→ The task:
Look through the listing below for lines containing the word "model". State only their number.
──────── Information supplied
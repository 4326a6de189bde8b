//! Errors for the replicated key-value store (spec.md §5).

use snafu::Snafu;
use vast_types::Kind;

/// Errors raised by [`crate::KvStore`] operations.
#[derive(Debug, Snafu)]
#[snafu(visibility(pub))]
pub enum Error {
    /// The requested key has no entry.
    #[snafu(display("key not found: {key}"))]
    NotFound {
        /// The missing key.
        key: String,
    },

    /// A write was attempted against a node that is currently a follower.
    #[snafu(display("this node is not the leader"))]
    NotLeader,

    /// Replication did not reach the required acknowledgment count before the follower set
    /// stopped responding.
    #[snafu(display("replication reached {acked}/{required} required acknowledgments"))]
    Unavailable {
        /// Acknowledgments actually received.
        acked: usize,
        /// Acknowledgments required by the configured [`crate::AckMode`].
        required: usize,
    },

    /// `add` was applied to a value whose type doesn't support accumulation.
    #[snafu(display("key {key} does not hold an accumulable value"))]
    NotAccumulable {
        /// The offending key.
        key: String,
    },
}

impl Error {
    /// The coarse failure category (spec.md §7).
    pub fn kind(&self) -> Kind {
        match self {
            Error::NotFound { .. } => Kind::NotFound,
            Error::NotLeader => Kind::Logic,
            Error::Unavailable { .. } => Kind::Unavailable,
            Error::NotAccumulable { .. } => Kind::Type,
        }
    }
}

/// Convenience alias for key-value store results.
pub type Result<T, E = Error> = std::result::Result<T, E>;
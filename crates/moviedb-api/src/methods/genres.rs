//! `genre/*` endpoints.

use crate::client::TmdbClient;
use crate::error::Result;
use crate::model::Genre;
use crate::params::{Param, QueryParams};
use crate::transport::HttpTransport;
use crate::url::{ApiUrl, Method, SubMethod};

const ROOT: &str = "genres";

impl<T: HttpTransport> TmdbClient<T> {
    /// Official movie genres.
    ///
    /// # Errors
    ///
    /// Returns an error if the request fails.
    pub async fn genre_movie_list(&self, language: Option<&str>) -> Result<Vec<Genre>> {
        let params = QueryParams::new().with_opt(Param::Language, language);
        let genres = self
            .get_named_list(ApiUrl::new(Method::Genre).sub(SubMethod::MovieList), params, ROOT)
            .await?;
        Ok(genres.results)
    }

    /// Official series genres.
    ///
    /// # Errors
    ///
    /// Returns an error if the request fails.
    pub async fn genre_tv_list(&self, language: Option<&str>) -> Result<Vec<Genre>> {
        let params = QueryParams::new().with_opt(Param::Language, language);
        let genres = self
            .get_named_list(ApiUrl::new(Method::Genre).sub(SubMethod::TvList), params, ROOT)
            .await?;
        Ok(genres.results)
    }
}

#[cfg(test)]
mod tests {
    #![allow(clippy::unwrap_used)]

    use super::*;
    use crate::testing::MockTransport;

    #[tokio::test]
    async fn test_genre_movie_list() {
        // Arrange
        let body = r#"{"genres":[{"id":28,"name":"Action"},{"id":12,"name":"Adventure"}]}"#;
        let client = TmdbClient::new("KEY", MockTransport::with_body(body)).unwrap();

        // Act
        let genres = client.genre_movie_list(Some("en-US")).await.unwrap();

        // Assert
        assert_eq!(genres.len(), 2);
        assert_eq!(genres.first().unwrap().name, "Action");
        assert_eq!(
            client.transport().last_request().unwrap().url.as_str(),
            "https://api.themoviedb.org/3/genre/movie/list?api_key=KEY&language=en-US"
        );
    }

    #[tokio::test]
    async fn test_genre_tv_list_missing_root_is_empty() {
        // Arrange
        let client = TmdbClient::new("KEY", MockTransport::with_body("{}")).unwrap();

        // Act
        let genres = client.genre_tv_list(None).await.unwrap();

        // Assert
        assert!(genres.is_empty());
        assert_eq!(
            client.transport().last_request().unwrap().url.path(),
            "/3/genre/tv/list"
        );
    }
}
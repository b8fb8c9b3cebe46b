//! Typed TMDB response records.
//!
//! Every record ignores unknown fields and defaults absent ones, so vendor
//! additions never break decoding.

mod account;
mod artwork;
mod common;
mod configuration;
mod credits;
mod movie;
mod person;
mod review;
mod search;
mod tv;

pub use account::{
    Account, AccountState, ListCreated, ListInfo, ListItemStatus, TokenAuthorisation,
    TokenSession, UserList,
};
pub use artwork::{Artwork, Images, TaggedImage};
pub use common::{
    AlternativeTitle, Certification, ChangeItem, ChangeKey, ChangeListItem, Company,
    CompanyInfo, ContentRating, Country, ExternalIds, Genre, Keyword, Language, MediaType,
    Network, ProductionCountry, ReleaseDate, ReleaseDates, Results, StatusCode, Translation,
    TranslationData, Video,
};
pub use configuration::{Configuration, ImageConfiguration, JobDepartment, Timezone};
pub use credits::{Cast, CreditInfo, Crew, MediaCredits, PersonCredit, PersonCredits};
pub use movie::{CollectionBasic, CollectionInfo, MovieBasic, MovieInfo, MovieKeywords};
pub use person::{KnownFor, PersonBasic, PersonImages, PersonInfo};
pub use review::Review;
pub use search::{FindResults, MultiResult};
pub use tv::{Creator, Episode, Season, SeasonSummary, TvBasic, TvInfo};

/// A single resource whose zero-valued id means "no such resource".
pub(crate) trait Identified {
    /// Returns `true` when the decoded record carries a real id.
    fn has_id(&self) -> bool;
}

macro_rules! numeric_id {
    ($($ty:ty),* $(,)?) => {
        $(impl Identified for $ty {
            fn has_id(&self) -> bool {
                self.id != 0
            }
        })*
    };
}

macro_rules! string_id {
    ($($ty:ty),* $(,)?) => {
        $(impl Identified for $ty {
            fn has_id(&self) -> bool {
                !self.id.is_empty()
            }
        })*
    };
}

numeric_id!(
    Account,
    CollectionInfo,
    CompanyInfo,
    Episode,
    Keyword,
    MovieInfo,
    Network,
    PersonInfo,
    Season,
    TvInfo,
);
string_id!(CreditInfo, ListInfo, Review);
//! `discover/*` endpoints and their filter builder.

use std::fmt;

use chrono::NaiveDate;

use crate::client::TmdbClient;
use crate::envelope::ResultList;
use crate::error::Result;
use crate::model::{MovieBasic, TvBasic};
use crate::params::{Param, ParamValue, QueryParams};
use crate::transport::HttpTransport;
use crate::url::{ApiUrl, Method, SubMethod};

/// Sort order accepted by the discover endpoints.
#[derive(Debug, Clone, Copy, PartialEq, Eq, Hash)]
pub enum SortBy {
    /// `popularity.asc`
    PopularityAsc,
    /// `popularity.desc` (vendor default)
    PopularityDesc,
    /// `release_date.asc`
    ReleaseDateAsc,
    /// `release_date.desc`
    ReleaseDateDesc,
    /// `primary_release_date.asc` (movies)
    PrimaryReleaseDateAsc,
    /// `primary_release_date.desc` (movies)
    PrimaryReleaseDateDesc,
    /// `first_air_date.asc` (series)
    FirstAirDateAsc,
    /// `first_air_date.desc` (series)
    FirstAirDateDesc,
    /// `revenue.asc`
    RevenueAsc,
    /// `revenue.desc`
    RevenueDesc,
    /// `original_title.asc`
    OriginalTitleAsc,
    /// `original_title.desc`
    OriginalTitleDesc,
    /// `vote_average.asc`
    VoteAverageAsc,
    /// `vote_average.desc`
    VoteAverageDesc,
    /// `vote_count.asc`
    VoteCountAsc,
    /// `vote_count.desc`
    VoteCountDesc,
}

impl SortBy {
    /// Wire value of the sort order.
    #[must_use]
    pub const fn as_str(self) -> &'static str {
        match self {
            Self::PopularityAsc => "popularity.asc",
            Self::PopularityDesc => "popularity.desc",
            Self::ReleaseDateAsc => "release_date.asc",
            Self::ReleaseDateDesc => "release_date.desc",
            Self::PrimaryReleaseDateAsc => "primary_release_date.asc",
            Self::PrimaryReleaseDateDesc => "primary_release_date.desc",
            Self::FirstAirDateAsc => "first_air_date.asc",
            Self::FirstAirDateDesc => "first_air_date.desc",
            Self::RevenueAsc => "revenue.asc",
            Self::RevenueDesc => "revenue.desc",
            Self::OriginalTitleAsc => "original_title.asc",
            Self::OriginalTitleDesc => "original_title.desc",
            Self::VoteAverageAsc => "vote_average.asc",
            Self::VoteAverageDesc => "vote_average.desc",
            Self::VoteCountAsc => "vote_count.asc",
            Self::VoteCountDesc => "vote_count.desc",
        }
    }
}

impl fmt::Display for SortBy {
    fn fmt(&self, f: &mut fmt::Formatter<'_>) -> fmt::Result {
        f.write_str(self.as_str())
    }
}

/// Filters for `discover/movie` and `discover/tv`.
///
/// Each setter stores one query parameter; filters that only apply to the
/// other media kind are ignored by the vendor.
///
/// ```
/// use moviedb_api::{Discover, SortBy};
///
/// let filters = Discover::new()
///     .sort_by(SortBy::VoteAverageDesc)
///     .with_genres(&[28, 878])
///     .vote_count_gte(500)
///     .page(2);
/// assert_eq!(filters.params().get(moviedb_api::Param::WithGenres), Some("28,878"));
/// ```
#[derive(Debug, Clone, Default, PartialEq, Eq)]
pub struct Discover {
    params: QueryParams,
}

impl Discover {
    /// Creates an empty filter set.
    #[must_use]
    pub fn new() -> Self {
        Self::default()
    }

    /// Rendered query parameters.
    #[must_use]
    pub const fn params(&self) -> &QueryParams {
        &self.params
    }

    fn set(mut self, param: Param, value: impl Into<ParamValue>) -> Self {
        self.params.add(param, value);
        self
    }

    /// Result language.
    #[must_use]
    pub fn language(self, language: &str) -> Self {
        self.set(Param::Language, language)
    }

    /// Result page.
    #[must_use]
    pub fn page(self, page: u32) -> Self {
        self.set(Param::Page, page)
    }

    /// Sort order.
    #[must_use]
    pub fn sort_by(self, sort_by: SortBy) -> Self {
        self.set(Param::SortBy, sort_by.as_str())
    }

    /// Region for release dates.
    #[must_use]
    pub fn region(self, region: &str) -> Self {
        self.set(Param::Region, region)
    }

    /// Include adult titles.
    #[must_use]
    pub fn include_adult(self, include: bool) -> Self {
        self.set(Param::IncludeAdult, include)
    }

    /// Include video-only titles.
    #[must_use]
    pub fn include_video(self, include: bool) -> Self {
        self.set(Param::IncludeVideo, include)
    }

    /// Release year of any release.
    #[must_use]
    pub fn year(self, year: u32) -> Self {
        self.set(Param::Year, year)
    }

    /// Primary release year.
    #[must_use]
    pub fn primary_release_year(self, year: u32) -> Self {
        self.set(Param::PrimaryReleaseYear, year)
    }

    /// Primary release on or after `date`.
    #[must_use]
    pub fn primary_release_date_gte(self, date: NaiveDate) -> Self {
        self.set(Param::PrimaryReleaseDateGte, date)
    }

    /// Primary release on or before `date`.
    #[must_use]
    pub fn primary_release_date_lte(self, date: NaiveDate) -> Self {
        self.set(Param::PrimaryReleaseDateLte, date)
    }

    /// Any release on or after `date`.
    #[must_use]
    pub fn release_date_gte(self, date: NaiveDate) -> Self {
        self.set(Param::ReleaseDateGte, date)
    }

    /// Any release on or before `date`.
    #[must_use]
    pub fn release_date_lte(self, date: NaiveDate) -> Self {
        self.set(Param::ReleaseDateLte, date)
    }

    /// First air year of a series.
    #[must_use]
    pub fn first_air_date_year(self, year: u32) -> Self {
        self.set(Param::FirstAirDateYear, year)
    }

    /// First aired on or after `date`.
    #[must_use]
    pub fn first_air_date_gte(self, date: NaiveDate) -> Self {
        self.set(Param::FirstAirDateGte, date)
    }

    /// First aired on or before `date`.
    #[must_use]
    pub fn first_air_date_lte(self, date: NaiveDate) -> Self {
        self.set(Param::FirstAirDateLte, date)
    }

    /// Include series without a first air date.
    #[must_use]
    pub fn include_null_first_air_dates(self, include: bool) -> Self {
        self.set(Param::IncludeNullFirstAirDates, include)
    }

    /// Timezone used with the air date filters.
    #[must_use]
    pub fn timezone(self, timezone: &str) -> Self {
        self.set(Param::Timezone, timezone)
    }

    /// Country the certification filters refer to.
    #[must_use]
    pub fn certification_country(self, country: &str) -> Self {
        self.set(Param::CertificationCountry, country)
    }

    /// Exact certification.
    #[must_use]
    pub fn certification(self, certification: &str) -> Self {
        self.set(Param::Certification, certification)
    }

    /// Certification at most `certification`.
    #[must_use]
    pub fn certification_lte(self, certification: &str) -> Self {
        self.set(Param::CertificationLte, certification)
    }

    /// Minimum number of votes.
    #[must_use]
    pub fn vote_count_gte(self, count: u32) -> Self {
        self.set(Param::VoteCountGte, count)
    }

    /// Minimum vote average.
    #[must_use]
    pub fn vote_average_gte(self, average: f64) -> Self {
        self.set(Param::VoteAverageGte, average)
    }

    /// Maximum vote average.
    #[must_use]
    pub fn vote_average_lte(self, average: f64) -> Self {
        self.set(Param::VoteAverageLte, average)
    }

    /// Minimum runtime in minutes.
    #[must_use]
    pub fn with_runtime_gte(self, minutes: u32) -> Self {
        self.set(Param::WithRuntimeGte, minutes)
    }

    /// Maximum runtime in minutes.
    #[must_use]
    pub fn with_runtime_lte(self, minutes: u32) -> Self {
        self.set(Param::WithRuntimeLte, minutes)
    }

    /// Original language (ISO 639-1).
    #[must_use]
    pub fn with_original_language(self, language: &str) -> Self {
        self.set(Param::WithOriginalLanguage, language)
    }

    /// Titles with all of these genres.
    #[must_use]
    pub fn with_genres(self, genre_ids: &[u64]) -> Self {
        self.set(Param::WithGenres, genre_ids)
    }

    /// Titles without any of these genres.
    #[must_use]
    pub fn without_genres(self, genre_ids: &[u64]) -> Self {
        self.set(Param::WithoutGenres, genre_ids)
    }

    /// Titles tagged with all of these keywords.
    #[must_use]
    pub fn with_keywords(self, keyword_ids: &[u64]) -> Self {
        self.set(Param::WithKeywords, keyword_ids)
    }

    /// Titles not tagged with any of these keywords.
    #[must_use]
    pub fn without_keywords(self, keyword_ids: &[u64]) -> Self {
        self.set(Param::WithoutKeywords, keyword_ids)
    }

    /// Movies featuring all of these cast members.
    #[must_use]
    pub fn with_cast(self, person_ids: &[u64]) -> Self {
        self.set(Param::WithCast, person_ids)
    }

    /// Movies with all of these crew members.
    #[must_use]
    pub fn with_crew(self, person_ids: &[u64]) -> Self {
        self.set(Param::WithCrew, person_ids)
    }

    /// Movies with all of these people in any role.
    #[must_use]
    pub fn with_people(self, person_ids: &[u64]) -> Self {
        self.set(Param::WithPeople, person_ids)
    }

    /// Titles produced by all of these companies.
    #[must_use]
    pub fn with_companies(self, company_ids: &[u64]) -> Self {
        self.set(Param::WithCompanies, company_ids)
    }

    /// Series aired on all of these networks.
    #[must_use]
    pub fn with_networks(self, network_ids: &[u64]) -> Self {
        self.set(Param::WithNetworks, network_ids)
    }
}

impl From<Discover> for QueryParams {
    fn from(discover: Discover) -> Self {
        discover.params
    }
}

impl<T: HttpTransport> TmdbClient<T> {
    /// Movies matching `filters`.
    ///
    /// # Errors
    ///
    /// Returns an error if the request fails.
    pub async fn discover_movies(&self, filters: &Discover) -> Result<ResultList<MovieBasic>> {
        self.get_list(
            ApiUrl::new(Method::Discover).sub(SubMethod::Movie),
            filters.params.clone(),
        )
        .await
    }

    /// Series matching `filters`.
    ///
    /// # Errors
    ///
    /// Returns an error if the request fails.
    pub async fn discover_tv(&self, filters: &Discover) -> Result<ResultList<TvBasic>> {
        self.get_list(
            ApiUrl::new(Method::Discover).sub(SubMethod::Tv),
            filters.params.clone(),
        )
        .await
    }
}
//! Artwork (posters, backdrops, profiles, stills).

use serde::{Deserialize, Serialize};

/// One image file.
#[derive(Debug, Clone, Default, PartialEq, Serialize, Deserialize)]
#[serde(default)]
pub struct Artwork {
    /// Width / height.
    pub aspect_ratio: f64,
    /// Image path, to be combined with a configured base URL and size.
    pub file_path: String,
    /// Height in pixels.
    pub height: u32,
    /// Width in pixels.
    pub width: u32,
    /// Language (ISO 639-1), `None` for language-neutral images.
    pub iso_639_1: Option<String>,
    /// Vote average.
    pub vote_average: f64,
    /// Vote count.
    pub vote_count: u32,
}

/// Images of a movie, series, season, episode or collection.
#[derive(Debug, Clone, Default, PartialEq, Serialize, Deserialize)]
#[serde(default)]
pub struct Images {
    /// Owning resource ID.
    pub id: u64,
    /// Backdrops.
    #[serde(skip_serializing_if = "Vec::is_empty")]
    pub backdrops: Vec<Artwork>,
    /// Logos.
    #[serde(skip_serializing_if = "Vec::is_empty")]
    pub logos: Vec<Artwork>,
    /// Posters.
    #[serde(skip_serializing_if = "Vec::is_empty")]
    pub posters: Vec<Artwork>,
    /// Stills (episodes).
    #[serde(skip_serializing_if = "Vec::is_empty")]
    pub stills: Vec<Artwork>,
    /// Profiles (people).
    #[serde(skip_serializing_if = "Vec::is_empty")]
    pub profiles: Vec<Artwork>,
}

impl Images {
    /// Total number of images of every kind.
    #[must_use]
    pub fn len(&self) -> usize {
        [
            &self.backdrops,
            &self.logos,
            &self.posters,
            &self.stills,
            &self.profiles,
        ]
        .iter()
        .map(|v| v.len())
        .sum()
    }

    /// Returns `true` when no image of any kind is present.
    #[must_use]
    pub fn is_empty(&self) -> bool {
        self.len() == 0
    }
}

/// Image a person is tagged in.
#[derive(Debug, Clone, Default, PartialEq, Serialize, Deserialize)]
#[serde(default)]
pub struct TaggedImage {
    /// Image metadata.
    #[serde(flatten)]
    pub artwork: Artwork,
    /// Image kind ("backdrop", "poster", "still").
    pub image_type: String,
    /// Kind of the media the image belongs to.
    pub media_type: String,
}
//! `configuration/*` endpoints and image URL assembly.

use std::sync::Arc;

use url::Url;

use crate::client::TmdbClient;
use crate::error::Result;
use crate::model::{Configuration, Country, JobDepartment, Language, Timezone};
use crate::params::QueryParams;
use crate::transport::HttpTransport;
use crate::url::{ApiUrl, Method, SubMethod};

fn configuration(sub: SubMethod) -> ApiUrl {
    ApiUrl::new(Method::Configuration).sub(sub)
}

impl<T: HttpTransport> TmdbClient<T> {
    /// API configuration, fetched once per client and reused afterwards.
    ///
    /// # Errors
    ///
    /// Returns an error if the first fetch fails; a later call retries the fetch.
    pub async fn configuration(&self) -> Result<Arc<Configuration>> {
        self.configuration
            .get_or_fetch(|| {
                self.get_object(ApiUrl::new(Method::Configuration), QueryParams::new())
            })
            .await
    }

    /// Full URL of an image at one of the advertised sizes.
    ///
    /// # Errors
    ///
    /// Returns a validation error for an unknown size, or an error if the
    /// configuration cannot be fetched.
    pub async fn create_image_url(&self, image_path: &str, size: &str) -> Result<Url> {
        self.configuration().await?.images.image_url(image_path, size)
    }

    /// Departments and their jobs.
    ///
    /// # Errors
    ///
    /// Returns an error if the request fails.
    pub async fn jobs(&self) -> Result<Vec<JobDepartment>> {
        self.get_object(configuration(SubMethod::Jobs), QueryParams::new())
            .await
    }

    /// Timezones per country.
    ///
    /// # Errors
    ///
    /// Returns an error if the request fails.
    pub async fn timezones(&self) -> Result<Vec<Timezone>> {
        self.get_object(configuration(SubMethod::Timezones), QueryParams::new())
            .await
    }

    /// Countries known to TMDB.
    ///
    /// # Errors
    ///
    /// Returns an error if the request fails.
    pub async fn countries(&self) -> Result<Vec<Country>> {
        self.get_object(configuration(SubMethod::Countries), QueryParams::new())
            .await
    }

    /// Languages known to TMDB.
    ///
    /// # Errors
    ///
    /// Returns an error if the request fails.
    pub async fn languages(&self) -> Result<Vec<Language>> {
        self.get_object(configuration(SubMethod::Languages), QueryParams::new())
            .await
    }
}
────────────────
→ Answer:
3